Chinese algae eaters do look a bit similar, but otto's are different. Oto is the short name for Otocinclus affinis. They are actually part of the pleco family but they do not grow more than 2 inches long so will not take over your tank. I have never seen anything like them. They are also very docile and will not try to suck the slime coat off your other fish like chines algae eaters will when they grow. I do recommend you ask to see some at your fish store. If you have an algae problem, google the name and you will see glowing reviews. They do take some time to get used to new surroundings, but if they last the first month, apparently they can live up to ten years.

Cheers,

Grant


----------



## jrman83 (Jul 9, 2010)

Fish or shrimp cannot be your primary means of controlling algae. I find it much easier to control algae by adjusting the lighting period lower.


----------



## joevw007 (Jul 6, 2011)

jccaclimber said:


> Look into Estimative Index dosing as a method of avoiding algae. With the amount of light you have you're probably going to need to add some ferts as well. In my case adding CO2 and upping my fertilizer dose made my algae go in to hiding, and I don't have any algae eating fish yet, just maybe 10 tiny pond snails wandering around my 75g tank. You have light and a carbon source (CO2), but there are plenty of other things your plants need to grow as well.

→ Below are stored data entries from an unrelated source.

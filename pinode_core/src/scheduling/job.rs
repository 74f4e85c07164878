use serde::Serialize;
use std::fmt;
use std::sync::atomic::{AtomicBool, AtomicU64, Ordering};
use std::sync::Arc;
use std::time::{Duration, Instant};

/// A recurring read of one value
#[derive(Debug, Clone, PartialEq, Eq, Hash, PartialOrd, Ord, Serialize)]
pub struct PollJob {
    pub device_id: String,
    pub value_id: String,
}

impl PollJob {
    pub fn new(device_id: &str, value_id: &str) -> Self {
        Self {
            device_id: device_id.to_string(),
            value_id: value_id.to_string(),
        }
    }
}

impl fmt::Display for PollJob {
    fn fmt(&self, f: &mut fmt::Formatter<'_>) -> fmt::Result {
        write!(f, "{}/{}", self.device_id, self.value_id)
    }
}

/// Counters shared between the timer thread and the lane running the poll
#[derive(Debug, Default)]
pub(crate) struct JobCounters {
    pub completed: AtomicU64,
    pub failed: AtomicU64,
    pub skipped: AtomicU64,
}

impl JobCounters {
    pub fn snapshot(&self) -> PollStats {
        PollStats {
            completed: self.completed.load(Ordering::Relaxed),
            failed: self.failed.load(Ordering::Relaxed),
            skipped: self.skipped.load(Ordering::Relaxed),
        }
    }
}

/// Per-job outcome counts
#[derive(Debug, Clone, Copy, Default, PartialEq, Eq, Serialize)]
pub struct PollStats {
    /// Reads that succeeded and were published
    pub completed: u64,
    /// Reads (or reopen attempts) that failed
    pub failed: u64,
    /// Ticks dropped because the previous poll was still running
    pub skipped: u64,
}

/// Snapshot of one registered job
#[derive(Debug, Clone, Serialize)]
pub struct PollJobInfo {
    pub job: PollJob,
    pub interval: Duration,
    pub in_flight: bool,
    pub stats: PollStats,
}

/// Scheduler-side state of a registered job
pub(crate) struct JobEntry {
    pub interval: Duration,
    pub next_due: Instant,
    pub in_flight: Arc<AtomicBool>,
    pub counters: Arc<JobCounters>,
}

impl JobEntry {
    pub fn new(interval: Duration, first_due: Instant) -> Self {
        Self {
            interval,
            next_due: first_due,
            in_flight: Arc::new(AtomicBool::new(false)),
            counters: Arc::new(JobCounters::default()),
        }
    }

    /// Move to the next tick. Missed ticks are dropped, never replayed in a burst.
    pub fn advance(&mut self, now: Instant) {
        let next = self.next_due + self.interval;
        self.next_due = if next <= now { now + self.interval } else { next };
    }
}
//! Bosch BNO055 driver
//!
//! Only the pieces the gateway exposes: presence check, the NDOF start-up
//! sequence and the die temperature.

use std::collections::HashMap;
use std::thread;
use std::time::Duration;

use pinode_core::error::{PinodeError, PinodeResult};

use crate::drivers::bus::{I2cTransaction, SimulationI2cDriver};

pub const DEFAULT_ADDRESS: u8 = 0x28;
pub const ALTERNATE_ADDRESS: u8 = 0x29;
pub const CHIP_ID: u8 = 0xA0;

const REG_CHIP_ID: u8 = 0x00;
const REG_PAGE_ID: u8 = 0x07;
const REG_TEMP: u8 = 0x34;
const REG_OPR_MODE: u8 = 0x3D;
const REG_PWR_MODE: u8 = 0x3E;
const REG_SYS_TRIGGER: u8 = 0x3F;

const OPR_MODE_CONFIG: u8 = 0x00;
const OPR_MODE_NDOF: u8 = 0x0C;
const PWR_MODE_NORMAL: u8 = 0x00;

/// Time to switch out of CONFIG mode
const MODE_SWITCH_DELAY: Duration = Duration::from_millis(20);
/// Power-on reset time after the reset line is released
pub const RESET_DELAY: Duration = Duration::from_millis(650);

#[derive(Debug, Clone)]
pub struct Bno055Driver {
    address: u8,
}

impl Bno055Driver {
    pub fn new(address: u8) -> Self {
        Self { address }
    }

    pub fn address(&self) -> u8 {
        self.address
    }

    pub fn is_present(&self, tx: &mut I2cTransaction<'_>) -> bool {
        matches!(tx.read_u8(REG_CHIP_ID), Ok(CHIP_ID))
    }

    /// Verify the chip id and bring the sensor into NDOF fusion mode
    pub fn begin(&self, tx: &mut I2cTransaction<'_>) -> PinodeResult<()> {
        let id = tx.read_u8(REG_CHIP_ID)?;
        if id != CHIP_ID {
            return Err(PinodeError::unavailable(format!(
                "No BNO055 at 0x{:02x} (chip id 0x{:02x})",
                self.address, id
            )));
        }
        tx.write_u8(REG_OPR_MODE, OPR_MODE_CONFIG)?;
        thread::sleep(MODE_SWITCH_DELAY);
        tx.write_u8(REG_PWR_MODE, PWR_MODE_NORMAL)?;
        tx.write_u8(REG_PAGE_ID, 0)?;
        tx.write_u8(REG_SYS_TRIGGER, 0x00)?;
        tx.write_u8(REG_OPR_MODE, OPR_MODE_NDOF)?;
        thread::sleep(MODE_SWITCH_DELAY);
        Ok(())
    }

    /// Die temperature in °C (1 °C per LSB)
    pub fn read_temperature(&self, tx: &mut I2cTransaction<'_>) -> PinodeResult<f64> {
        Ok(tx.read_i8(REG_TEMP)? as f64)
    }

    pub fn operation_mode(&self, tx: &mut I2cTransaction<'_>) -> PinodeResult<u8> {
        tx.read_u8(REG_OPR_MODE)
    }
}

/// Put a BNO055 on a simulated bus, reporting `temperature` °C
pub fn simulate(sim: &mut SimulationI2cDriver, address: u8, temperature: i8) {
    sim.add_device(
        address,
        HashMap::from([
            (REG_CHIP_ID, CHIP_ID),
            (REG_TEMP, temperature as u8),
            (REG_OPR_MODE, OPR_MODE_CONFIG),
        ]),
    );
}

#[cfg(test)]
mod tests {
    use super::*;
    use crate::drivers::bus::I2cBus;
    use pinode_core::BusLock;

    fn bus() -> I2cBus {
        I2cBus::simulation(1, BusLock::new("i2c-1", Duration::from_millis(50)))
    }

    #[test]
    fn test_begin_enters_ndof() {
        let bus = bus();
        bus.with_simulation(|sim| simulate(sim, DEFAULT_ADDRESS, -4));
        let driver = Bno055Driver::new(DEFAULT_ADDRESS);

        let (mode, temp) = bus
            .transaction("imu", DEFAULT_ADDRESS, |tx| {
                driver.begin(tx)?;
                Ok((driver.operation_mode(tx)?, driver.read_temperature(tx)?))
            })
            .unwrap();
        assert_eq!(mode, OPR_MODE_NDOF);
        assert_eq!(temp, -4.0);
    }

    #[test]
    fn test_absent_chip() {
        let bus = bus();
        let driver = Bno055Driver::new(DEFAULT_ADDRESS);
        let err = bus
            .transaction("imu", DEFAULT_ADDRESS, |tx| driver.begin(tx))
            .map_err(PinodeError::into_unavailable)
            .unwrap_err();
        assert!(matches!(err, PinodeError::ResourceUnavailable(_)));
    }
}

this is the first time ive heard of this method. where do i get the ferts???
is this all i need?
Aquarium Pharmaceuticals Leaf Zone Aquarium Fertilizer - Fish - Sale Category - PetSmart
if so i can swing by petsmart tomorrow and grab some


----------



## joevw007 (Jul 6, 2011)

grant48 said:


> HI Joe,
> 
> Chinese algae eaters do look a bit similar, but otto's are different. Oto is the short name for Otocinclus affinis. They are actually part of the pleco family but they do not grow more than 2 inches long so will not take over your tank. I have never seen anything like them. They are also very docile and will not try to suck the slime coat off your other fish like chines algae eaters will when they grow. I do recommend you ask to see some at your fish store. If you have an algae problem, google the name and you will see glowing reviews. They do take some time to get used to new surroundings, but if they last the first month, apparently they can live up to ten years.
> 
> ...


so Grant, more about my Chinese algae eaters. will they be harmful to my fish in the future? I was not advised of this when I bought them. Ill look into the otos they sound neat. thanks


----------



## jrman83 (Jul 9, 2010)

2-T5HO lights over a 55g tank is in the high light category, assuming the light is 20" above the substrate. He definitely needs to be on some regular dosing regime, dosing micro and macro nutrients. More info: _Dosing Regime's_


----------



## joevw007 (Jul 6, 2011)

jrman83 said:


> 2-T5HO lights over a 55g tank is in the high light category, assuming the light is 20" above the substrate. He definitely needs to be on some regular dosing regime, dosing micro and macro nutrients. More info: _Dosing Regime's_


okay so I purchased a large bottle of Flourish
.07% N
0.01% P2O3
0.37% K2O
0.14% Ca
0.11%Mg
0.2773% S
.009% B
1.15% Cl
.0004% Co
0.0001%Cu
0.32% Fe
0.0118% Mn
0.0009% Mo
0.13%Na
0.0007%Zn

this is the exact percentages of each element in the bottle. I used 5 ml which was the recommended dose for a 60 gal (i have a 55 so close enough)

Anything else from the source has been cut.